Not surprisingly, car makers across the world are temporarily shutting down production in the face of the onslaught of the COVID-19 coronavirus. Here's what we know so far.
In Europe, basically everyone has either now shut-down or is in the process of winding down pretty quickly. We don't expect any car maker to be producing new cars in Europe by the time Monday comes around, and that will be the case for at least two weeks.
All factories closing up
All of the big car-making groups - Volkswagen, Ford, PSA Peugeot Citroen Opel, the Renault-Nissan Alliance, BMW, Daimler-Benz, and basically anyone who makes anything with four or two wheels is now closed. Most of the big companies have said that the shut-downs will initially last for two to four weeks, but of course - and as with every other industry and part of society - we are in uncharted waters right now and the shut-downs may last longer.
Clearly, if a safe way can be found to re-start even limited production in April, then that would be beneficial to the European economy, but car makers are not only dealing with the direct effects of the virus - they're also dealing with a sudden lack of buyers, given that people are now having to deal with at best social distancing, at worst total lockdown, and worse again; redundancy and unemployment.
In the UK, where Toyota, MINI, Nissan, Vauxhall, and others have all shut-down now, the Society of Motor Manufacturers and Traders (SMMT) has warned that car making in our closest neighbour - already battered by Brexit headwinds - "stands on the precipice" and may not fully recover from this shattering blow.
Audi and BMW trying to keep calm
Others are keeping slightly calmer in the face of the crisis. Audi's Dr. Arno Antlitz, the company's board member for finance, said: "The effects of the spread of the coronavirus on the economy and our business are uncertain. This makes a reliable forecast for the year 2020 almost impossible at present. Our focus is on our employees and their families worldwide. Audi will do its part to minimise the impact on the people in our country and at our Audi sites worldwide."
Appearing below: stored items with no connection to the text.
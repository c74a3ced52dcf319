use std::convert::Infallible;
use std::future::Future;
use std::net::SocketAddr;
use std::sync::Arc;

use log::info;
use warp::{Filter, Reply};

use super::routes::*;
use crate::controller::proxy_service::ProxyService;
use crate::error_handling::types::WebError;

/// Web server for the HTTP API and the streaming socket
pub struct WebServer {
    service: Arc<ProxyService>,
    max_chunk_size: u64,
}

impl WebServer {
    /// `max_chunk_size` bounds the body of a chunk upload.
    pub fn new(service: Arc<ProxyService>, max_chunk_size: u64) -> Self {
        Self {
            service,
            max_chunk_size,
        }
    }

    /// Every route, with warp's own rejections turned into JSON errors.
    pub fn routes(&self) -> impl Filter<Extract = impl Reply, Error = Infallible> + Clone {
        let service = self.service.clone();

        let sessions = init_session_route(service.clone())
            .or(release_session_route(service.clone()))
            .or(keep_alive_route(service.clone()))
            .or(exec_route(service.clone()))
            .or(list_directory_route(service.clone()))
            .or(stream_route(service.clone()));

        let transfers = init_transfer_route(service.clone())
            .or(transfer_status_route(service.clone()))
            .or(list_chunks_route(service.clone()))
            .or(upload_chunk_route(service.clone(), self.max_chunk_size))
            .or(download_chunk_route(service.clone()))
            .or(cancel_transfer_route(service.clone()));

        let operations = list_host_keys_route(service.clone())
            .or(remove_host_key_route(service.clone()))
            .or(health_route(service));

        sessions
            .or(transfers)
            .or(operations)
            .with(warp::log("shellgate::http"))
            .recover(handle_rejection)
    }

    /// Serves on `addr` until `shutdown` completes.
    pub async fn start<F>(&self, addr: SocketAddr, shutdown: F) -> Result<(), WebError>
    where
        F: Future<Output = ()> + Send,
    {
        let routes = self.routes();
        info!("Web server listening on {}", addr);
        tokio::select! {
            _ = warp::serve(routes).run(addr) => Err(WebError::ServerStartFailed(format!(
                "server on {} stopped unexpectedly",
                addr
            ))),
            _ = shutdown => {
                info!("Web server on {} stopping", addr);
                Ok(())
            }
        }
    }
}

#[cfg(test)]
mod tests {
    use super::*;
    use crate::configuration::config::Config;
    use crate::controller::controller_handler::Controller;
    use tempfile::TempDir;
    use warp::http::StatusCode;

    async fn server(dir: &TempDir) -> WebServer {
        let raw = format!(
            "[server]\ninstance_id = \"instance-web\"\n[token]\nsecret = \"{}\"\n[transfer]\nscratch_dir = \"{}\"\n",
            "0123456789abcdef0123456789abcdef0123456789abcdef",
            dir.path().display()
        );
        let config = Config::from_toml_str(&raw).unwrap();
        let controller = Controller::new(config).await.unwrap();
        WebServer::new(controller.service(), 1024)
    }

    #[tokio::test]
    async fn test_health_reports_instance() {
        let dir = TempDir::new().unwrap();
        let routes = server(&dir).await.routes();

        let res = warp::test::request()
            .method("GET")
            .path("/api/health")
            .reply(&routes)
            .await;
        assert_eq!(res.status(), StatusCode::OK);
        let body: serde_json::Value = serde_json::from_slice(res.body()).unwrap();
        assert_eq!(body["instanceId"], "instance-web");
        assert_eq!(body["activeSessions"], 0);
    }

    #[tokio::test]
    async fn test_missing_or_bad_token_is_unauthorized() {
        let dir = TempDir::new().unwrap();
        let routes = server(&dir).await.routes();

        let res = warp::test::request()
            .method("POST")
            .path("/api/sessions/exec")
            .json(&serde_json::json!({"command": "uptime"}))
            .reply(&routes)
            .await;
        assert_eq!(res.status(), StatusCode::UNAUTHORIZED);

        let res = warp::test::request()
            .method("GET")
            .path("/api/transfers/some-id")
            .header("authorization", "Bearer not-a-token")
            .reply(&routes)
            .await;
        assert_eq!(res.status(), StatusCode::UNAUTHORIZED);
        let body: serde_json::Value = serde_json::from_slice(res.body()).unwrap();
        assert!(body["message"].is_string());
    }

    #[tokio::test]
    async fn test_session_init_requires_user_header() {
        let dir = TempDir::new().unwrap();
        let routes = server(&dir).await.routes();

        let res = warp::test::request()
            .method("POST")
            .path("/api/sessions")
            .json(&serde_json::json!({
                "resourceId": uuid::Uuid::new_v4(),
                "host": "10.0.0.5",
                "username": "ops",
                "password": "pw"
            }))
            .reply(&routes)
            .await;
        assert_eq!(res.status(), StatusCode::BAD_REQUEST);
    }

    #[tokio::test]
    async fn test_unknown_route_is_json_not_found() {
        let dir = TempDir::new().unwrap();
        let routes = server(&dir).await.routes();

        let res = warp::test::request()
            .method("GET")
            .path("/api/nothing-here")
            .reply(&routes)
            .await;
        assert_eq!(res.status(), StatusCode::NOT_FOUND);
        let body: serde_json::Value = serde_json::from_slice(res.body()).unwrap();
        assert_eq!(body["message"], "Not found");
    }

    #[tokio::test]
    async fn test_unknown_host_key_is_not_found() {
        let dir = TempDir::new().unwrap();
        let routes = server(&dir).await.routes();

        let res = warp::test::request()
            .method("DELETE")
            .path("/api/host-keys/db-01.internal/22")
            .reply(&routes)
            .await;
        assert_eq!(res.status(), StatusCode::NOT_FOUND);
    }
}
BMW, meanwhile, has said that it will continue to pay its salaried staff almost full pay while the company is shutting down. "In times of crisis, as we are experiencing right now, the General Works Council seeks to provide a clear sense of direction for associates. Our top priority is to protect their health, and safeguard their jobs and incomes. The General Works Council has agreed three important tools to make this possible: flexible BMW working time accounts, the option of working from home, and the latest company regulation on short-time work. This stipulates that the net income of a pay-scale employee at BMW must amount to at least 93% of their usual sum. I am convinced that these three tools will allow us to navigate our staff safely through the corona crisis" said Manfred Schoch, chairman of BMW's general works council.
Tesla was one of the last hold-outs, having tried to keep production going at its plant in Freemont, northern California, at a very low level. It too has now closed, under considerable pressure from state and county authorities.
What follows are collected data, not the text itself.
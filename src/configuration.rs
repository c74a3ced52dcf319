//! Runtime configuration: the TOML sections, their defaults and the environment overrides.

pub mod config;
pub mod types;

pub use config::Config;
// Web Interface module root
pub mod routes;
pub mod types;
pub mod web_server;

// Re-export commonly used items
pub use routes::*;
pub use web_server::*;
use crate::activity_log::types::LogEvent;
use crate::storage::storage_trait::ActivityLogRepository;
use log::{debug, error, info};
use std::sync::Arc;
use tokio::sync::Mutex;

/// Collects activity events and writes them in bulk.
///
/// The batch mutex is held for the whole flush, so appends and flushes never interleave. A
/// failed write drops the batch: delivery is at most once.
pub struct ActivityLogBatcher {
    repository: Arc<dyn ActivityLogRepository>,
    batch_size: usize,
    batch: Mutex<Vec<LogEvent>>,
}

impl ActivityLogBatcher {
    pub fn new(repository: Arc<dyn ActivityLogRepository>, batch_size: usize) -> Self {
        let batch_size = batch_size.max(1);
        Self {
            repository,
            batch_size,
            batch: Mutex::new(Vec::with_capacity(batch_size)),
        }
    }

    /// Appends `event`; reaching the batch size flushes before returning.
    pub async fn receive_log_event(&self, event: LogEvent) {
        let mut batch = self.batch.lock().await;
        batch.push(event);
        if batch.len() >= self.batch_size {
            self.flush_locked(&mut batch).await;
        }
    }

    /// Flushes whatever is batched. Returns the number of events handed to storage.
    pub async fn scheduled_flush(&self) -> usize {
        let mut batch = self.batch.lock().await;
        if batch.is_empty() {
            return 0;
        }
        self.flush_locked(&mut batch).await
    }

    pub async fn pending(&self) -> usize {
        self.batch.lock().await.len()
    }

    async fn flush_locked(&self, batch: &mut Vec<LogEvent>) -> usize {
        let events = std::mem::replace(batch, Vec::with_capacity(self.batch_size));
        match self.repository.save_all(&events).await {
            Ok(()) => {
                if events.len() >= self.batch_size {
                    info!("Flushed {} activity log events", events.len());
                } else {
                    debug!("Flushed {} activity log events", events.len());
                }
            }
            Err(e) => error!("Dropped {} activity log events: {}", events.len(), e),
        }
        events.len()
    }
}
In Ireland, many dealers have shut up shop already, but some are keeping their service departments open, and are prioritising work and parts for those working in essential industries. The AA in Ireland has also opened a special hotline on 01-6179059. If you're a healthcare worker, or an elderly driver, and you break down, call that number and the AA will come and rescue you whether you are a member or not.
There is good news
So, what's the good news? Well, there are some car buyers still out there and they're switching to online sales. BuyACar, a UK second hand car sales website, has reported not only increased site traffic, but also an increase in 'conversions' - those people actually putting down money for a car. Special measures are apparently being put in place to get cars delivered to buyers, especially those most vulnerable, with full disinfectant procedures.
Meanwhile, there are other reports that suggest a shortage of cheap, small, used cars in major urban centres, as buyers seek to snap up bargain Fiestas, Corsas etc as the thought of public transport loses its appeal.
Beyond that, there is much better news from farther east. As the virus starts to recede in China, so car production there is starting to return to normal. Volkswagen says that all but two of its Chinese factories are now back at work, and almost at full capacity, while Honda says that its factory in Wuhan - the centre of the pandemic - is back at work, albeit it will take a while to return to full capacity. Chinese car dealers are also saying that customers are starting to trickle, slowly, back into showrooms.